Motor Lenoir de 1860 (patente británica nº 335)
Motor Lenoir de 1860 (patente británica nº 335)
Ejemplar del motor Lenoir (Conservatorio de Artes de París)
Ejemplar del motor Lenoir (Conservatorio de Artes de París)
Hippomobile (1863)
Hippomobile (1863)
Dirigible Aeolus fabricado por Paul Haenlein e impulsado con un motor Lenoir
Dirigible Aeolus fabricado por Paul Haenlein e impulsado con un motor Lenoir
Patente estadounidense nº 335462 (motor Lenoir de cuatro tiempos)
Patente estadounidense nº 335462 (motor Lenoir de cuatro tiempos)
Patente estadounidense nº 335462 (motor Lenoir de cuatro tiempos)
Patente estadounidense nº 335462 (motor Lenoir de cuatro tiempos)
Patente española nº 4750 (motor agrícola locomóvil para tareas agrícola y con un motor Lenoir de cuatro tiempos)
Patente española nº 4750 (motor agrícola locomóvil para tareas agrícola y con un motor Lenoir de cuatro tiempos)
Patente española nº 14158 (sistema de enganche automático de los vehículos de ferrocarril y tranvía)
Patente española nº 14158 (sistema de enganche automático de los vehículos de ferrocarril y tranvía)

Lenoir, Jean-Joseph Etienne (1822-1900). Inventor franco-belga, pionero del motor de combustión interna. Nació en la localidad belga de Mussy-la-Ville (por entonces perteneciente a Luxemburgo). Su familia vivía de la agricultura y de la venta ambulante. Recibió una instrucción muy básica en su pueblo natal, aunque ya en la adolescencia demostró un apasionado deseo por construir máquinas que se movieran solas. Pero la imposibilidad de llevar adelante sus ideas a causa de la indiferencia y hostilidad que le rodeaban le llevó a emigrar a Francia en 1838, con tan solo 16 años de edad, empleándose de camarero y cocinero en París, actividades que por las noches compatibilizaba con estudios autodidactas de química y experimentos que realizaba en su habitación.

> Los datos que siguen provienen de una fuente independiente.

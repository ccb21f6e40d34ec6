//! Markdown and JSON report generation.
//!
//! This module renders a trends report from the analytics result. The
//! Markdown flavour is meant for humans (newsletters, reviews); the JSON
//! flavour carries the raw result for a presentation layer.

use crate::config::ReportConfig;
use crate::models::{
    AnalyticsResult, IndustryStat, PricingStat, ReasonStat, RedFlag, Report, ReportMetadata,
    RevenueRangeStat, TechStackStat,
};
use anyhow::Result;

/// Questions closing every Markdown report.
const SELF_ASSESSMENT: &[&str] = &[
    "Do you have sustainable unit economics (LTV > 3x CAC)?",
    "Have you achieved clear product-market fit with paying customers?",
    "Is your customer acquisition cost trending downward?",
    "Do you have domain expertise in your target market?",
    "Are you compliant with all relevant regulations?",
    "Can you survive 12+ months without additional funding?",
    "Do you have less than 3 major pivots in the last 6 months?",
];

/// Generate a complete Markdown report.
pub fn generate_markdown_report(report: &Report, settings: &ReportConfig) -> String {
    let analytics = &report.analytics;
    let mut output = String::new();

    // Title
    output.push_str(&format!(
        "# {}\n\n*{}*\n\n",
        settings.title, report.metadata.period
    ));

    output.push_str(&generate_metadata_section(&report.metadata));

    if analytics.is_empty() {
        output.push_str("No teardowns matched the selection, so there is nothing to report.\n\n");
        output.push_str(&generate_footer(&report.metadata));
        return output;
    }

    output.push_str(&generate_summary_section(analytics));
    output.push_str(&generate_reasons_section(
        &analytics.top_failure_reasons,
        settings.top_reasons_in_report,
    ));
    output.push_str(&generate_tech_section(&analytics.tech_stack_analysis));
    output.push_str(&generate_industry_section(&analytics.industry_breakdown));
    output.push_str(&generate_revenue_section(&analytics.revenue_range_analysis));
    output.push_str(&generate_pricing_section(&analytics.pricing_patterns));
    if settings.include_red_flags {
        output.push_str(&generate_red_flags_section(&analytics.red_flags));
    }
    output.push_str(&generate_checklist_section());
    output.push_str(&generate_footer(&report.metadata));

    output
}

/// Generate the metadata section.
fn generate_metadata_section(metadata: &ReportMetadata) -> String {
    let mut section = String::new();

    section.push_str("## Metadata\n\n");
    section.push_str(&format!("- **Source:** {}\n", metadata.source));
    section.push_str(&format!(
        "- **Generated:** {}\n",
        metadata.generated_at.format("%Y-%m-%d %H:%M:%S UTC")
    ));
    section.push_str(&format!(
        "- **Teardowns Analyzed:** {}\n",
        metadata.records_analyzed
    ));
    if metadata.records_total != metadata.records_analyzed {
        section.push_str(&format!(
            "- **Teardowns in Collection:** {}\n",
            metadata.records_total
        ));
    }
    section.push('\n');

    section
}

/// Executive summary built from the leading entries of each section.
fn generate_summary_section(analytics: &AnalyticsResult) -> String {
    let mut section = String::new();

    section.push_str("## Executive Summary\n\n");

    match analytics.top_failure_reasons.first() {
        Some(top) => section.push_str(&format!(
            "The top failure reason is **{}**, affecting {}% of documented cases.",
            top.reason, top.percentage
        )),
        None => section.push_str("No failure reasons were recorded for these teardowns."),
    }

    if let Some(industry) = analytics.industry_breakdown.first() {
        let label = if industry.industry.is_empty() {
            "Unknown"
        } else {
            industry.industry.as_str()
        };
        section.push_str(&format!(
            " The {} sector accounts for the most failures ({}).",
            label, industry.count
        ));
    }

    if let Some(flag) = analytics.red_flags.iter().max_by_key(|f| f.correlation) {
        section.push_str(&format!(
            " The strongest red flag is \"{}\" at {}% correlation.",
            flag.flag, flag.correlation
        ));
    }

    section.push_str("\n\n");
    section
}

/// Ranked list of the most common failure causes.
fn generate_reasons_section(reasons: &[ReasonStat], limit: usize) -> String {
    if reasons.is_empty() {
        return String::new();
    }

    let mut section = String::new();
    section.push_str("## Most Common Failure Causes\n\n");

    for (i, reason) in reasons.iter().take(limit).enumerate() {
        section.push_str(&format!(
            "{}. **{}** ({}% of failures)\n",
            i + 1,
            reason.reason,
            reason.percentage
        ));
        section.push_str(&format!(
            "   Affected {} startups including: {}\n",
            reason.count,
            reason.examples.join(", ")
        ));
    }
    section.push('\n');

    section
}

fn generate_tech_section(stacks: &[TechStackStat]) -> String {
    if stacks.is_empty() {
        return String::new();
    }

    let mut section = String::new();
    section.push_str("## Tech Stack Failure Patterns\n\n");
    section.push_str("| Stack | Failures | Share |\n");
    section.push_str("|:---|:---:|:---:|\n");

    for stack in stacks {
        section.push_str(&format!(
            "| {} | {} | {}% |\n",
            stack.stack, stack.count, stack.failure_rate
        ));
    }
    section.push('\n');

    section
}

fn generate_industry_section(industries: &[IndustryStat]) -> String {
    if industries.is_empty() {
        return String::new();
    }

    let mut section = String::new();
    section.push_str("## Industry Breakdown\n\n");
    section.push_str("| Industry | Failures | Avg. Lifespan | Avg. Raised | Examples |\n");
    section.push_str("|:---|:---:|:---:|:---:|:---|\n");

    for industry in industries {
        let label = if industry.industry.is_empty() {
            "Unknown"
        } else {
            industry.industry.as_str()
        };
        section.push_str(&format!(
            "| {} | {} | {} | {} | {} |\n",
            label,
            industry.count,
            industry.avg_duration,
            industry.avg_revenue,
            industry.examples.join(", ")
        ));
    }
    section.push('\n');

    section
}

fn generate_revenue_section(ranges: &[RevenueRangeStat]) -> String {
    if ranges.is_empty() {
        return String::new();
    }

    let mut section = String::new();
    section.push_str("## Funding Range Analysis\n\n");

    for range in ranges {
        section.push_str(&format!(
            "### {} raised ({} startups)\n\n",
            range.range, range.count
        ));
        if !range.common_reasons.is_empty() {
            section.push_str(&format!(
                "- **Common reasons:** {}\n",
                range.common_reasons.join(", ")
            ));
        }
        section.push_str(&format!("- **Examples:** {}\n\n", range.examples.join(", ")));
    }

    section
}

fn generate_pricing_section(patterns: &[PricingStat]) -> String {
    if patterns.is_empty() {
        return String::new();
    }

    let mut section = String::new();
    section.push_str("## Pricing Strategy Patterns\n\n");
    section.push_str("| Strategy | Startups | Success Rate |\n");
    section.push_str("|:---|:---:|:---:|\n");

    for pattern in patterns {
        section.push_str(&format!(
            "| {} | {} | {}% |\n",
            pattern.strategy, pattern.count, pattern.success_rate
        ));
    }
    section.push('\n');

    section
}

fn generate_red_flags_section(flags: &[RedFlag]) -> String {
    if flags.is_empty() {
        return String::new();
    }

    let mut section = String::new();
    section.push_str("## Critical Red Flags\n\n");

    for flag in flags {
        section.push_str(&format!(
            "### ⚠️ {} ({}% failure correlation)\n\n",
            flag.flag, flag.correlation
        ));
        section.push_str(&format!("{}\n\n", flag.description));
        section.push_str(&format!(
            "> **Warning signs seen in:** {}\n\n",
            flag.examples.join(", ")
        ));
    }

    section
}

fn generate_checklist_section() -> String {
    let mut section = String::new();

    section.push_str("## Self-Assessment Checklist\n\n");
    for question in SELF_ASSESSMENT {
        section.push_str(&format!("- [ ] {}\n", question));
    }
    section.push('\n');

    section
}

/// Generate the report footer.
fn generate_footer(metadata: &ReportMetadata) -> String {
    let mut footer = String::new();

    footer.push_str("---\n\n");
    footer.push_str(&format!(
        "*Report generated on {} from {} documented failures*\n",
        metadata.generated_at.format("%Y-%m-%d"),
        metadata.records_analyzed
    ));

    footer
}

/// Generate a JSON report.
pub fn generate_json_report(report: &Report) -> Result<String> {
    serde_json::to_string_pretty(report).map_err(Into::into)
}

#[cfg(test)]
mod tests {
    use super::*;
    use crate::analysis::compute_analytics;
    use crate::models::TeardownRecord;
    use chrono::Utc;

    fn create_test_report(records: &[TeardownRecord]) -> Report {
        Report {
            metadata: ReportMetadata {
                source: "teardowns.json".to_string(),
                period: "October 2026".to_string(),
                generated_at: Utc::now(),
                records_analyzed: records.len(),
                records_total: records.len() + 1,
            },
            analytics: compute_analytics(records),
        }
    }

    fn records() -> Vec<TeardownRecord> {
        vec![
            TeardownRecord {
                market: "Media".to_string(),
                revenue: "$1.75B raised".to_string(),
                duration: "6 months".to_string(),
                failure_reasons: vec!["No product-market fit".to_string()],
                short_description: "Mobile streaming app".to_string(),
                ..TeardownRecord::named("Quibi")
            },
            TeardownRecord {
                market: "Home Services".to_string(),
                revenue: "$40M".to_string(),
                duration: "5 years".to_string(),
                failure_reasons: vec!["Poor unit economics".to_string()],
                ..TeardownRecord::named("Homejoy")
            },
        ]
    }

    #[test]
    fn test_generate_markdown_report() {
        let report = create_test_report(&records());
        let markdown = generate_markdown_report(&report, &ReportConfig::default());

        assert!(markdown.contains("# Startup Graveyard Trends Report"));
        assert!(markdown.contains("*October 2026*"));
        assert!(markdown.contains("## Executive Summary"));
        assert!(markdown.contains("## Most Common Failure Causes"));
        assert!(markdown.contains("No Product-Market Fit"));
        assert!(markdown.contains("| Media | 1 | 6 months | $1.8B | Quibi |"));
        assert!(markdown.contains("### $50M+ raised (1 startups)"));
        assert!(markdown.contains("Mobile App"));
        assert!(markdown.contains("## Critical Red Flags"));
        assert!(markdown.contains("- [ ] Can you survive 12+ months"));
        assert!(markdown.contains("Teardowns in Collection:"));
    }

    #[test]
    fn test_red_flags_can_be_disabled() {
        let report = create_test_report(&records());
        let settings = ReportConfig {
            include_red_flags: false,
            ..ReportConfig::default()
        };

        let markdown = generate_markdown_report(&report, &settings);
        assert!(!markdown.contains("## Critical Red Flags"));
    }

    #[test]
    fn test_top_reasons_limit() {
        let reasons: Vec<ReasonStat> = (0..8)
            .map(|i| ReasonStat {
                reason: format!("Reason {}", i),
                count: 1,
                percentage: 10,
                examples: vec!["X".to_string()],
            })
            .collect();

        let section = generate_reasons_section(&reasons, 5);
        assert!(section.contains("5. **Reason 4**"));
        assert!(!section.contains("Reason 5"));
    }

    #[test]
    fn test_empty_report() {
        let report = create_test_report(&[]);
        let markdown = generate_markdown_report(&report, &ReportConfig::default());

        assert!(markdown.contains("nothing to report"));
        assert!(!markdown.contains("## Executive Summary"));
    }

    #[test]
    fn test_generate_json_report() {
        let report = create_test_report(&records());
        let json = generate_json_report(&report).unwrap();

        assert!(json.contains("\"metadata\""));
        assert!(json.contains("\"topFailureReasons\""));
        assert!(json.contains("\"revenueRangeAnalysis\""));
    }
}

En la década de 1840, trabajó al servicio de un artesano esmaltador. Ello le supuso desarrollar su primer invento y patentarlo en 1847. Se trataba de un esmalte blanco, de estaño sin óxido, aplicable a esferas de reloj. Para entonces, Lenoir estaba ya sumamente interesado en la galvanoplastia, una técnica inventada en Rusia en 1838 por el ingeniero y físico alemán Moritz von Jacobi (1801-1874) y perfeccionada en 1840 por los británicos John Wright (1808-1844) y George Richards Elkington (1801-1865). Esta tecnología permitía recubrir, mediante depósito electrolítico, un cuerpo sólido con una capa metálica (oro, plata, cobre, níquel, latón, zinc, estaño), consiguiendo de esta manera protegerlo del desgaste o de la corrosión, así como darle una mejor apariencia. En 1851, Lenoir ya había desarrollado un procedimiento galvanoplástico muy eficiente para la producción de revestimientos a base de plata, cobre y cromo. El invento de Lenoir entusiasmó al orfebre y empresario Charles Christofle (1805-1863), que disfrutaba del monopolio en Francia del sistema de Wright y Elkington al haber adquirido los derechos de la patente en 1843. Christofle compró a Lenoir la licencia para emplear el nuevo método y lo aplicó en la decoración de la Ópera de París, animando además al joven inventor belga a que lo protegiese, cosa que hizo en 1854 por medio de las patentes nº 19606 y nº 20267, más un certificado de adición a esta última.

Gracias a los beneficios que su sistema de galvanoplastia le reportó, Lenoir pudo dedicarse con libertad a su afición inventora, con especial atención a los aparatos electromecánicos. En 1855, obtuvo la patente nº 25485 a favor de un sistema de frenos eléctricos para el ferrocarril, completada con dos certificados de adición (nº 25723 en 1855 y 1856). En 1856, protegió un calefactor que empleaba la electricidad (patente nº 27157) y un contador eléctrico que marcaba la marcha de los trenes, el lugar donde se encontraban y la distancia entre ellos (patente nº 29422). En 1857, registró un sistema de discos y señales eléctricas, también con aplicación ferroviaria (patente nº 34118), además de inventar un método de estañar vidrio, un contador de agua y una amasadora mecánica (por la que obtendría la patente nº 59390 en 1863). En 1858, depositó otras dos patentes (nº 35253 y nº 37850), a favor respectivamente de un cilindro eléctrico para fuerza motriz y de un motor eléctrico.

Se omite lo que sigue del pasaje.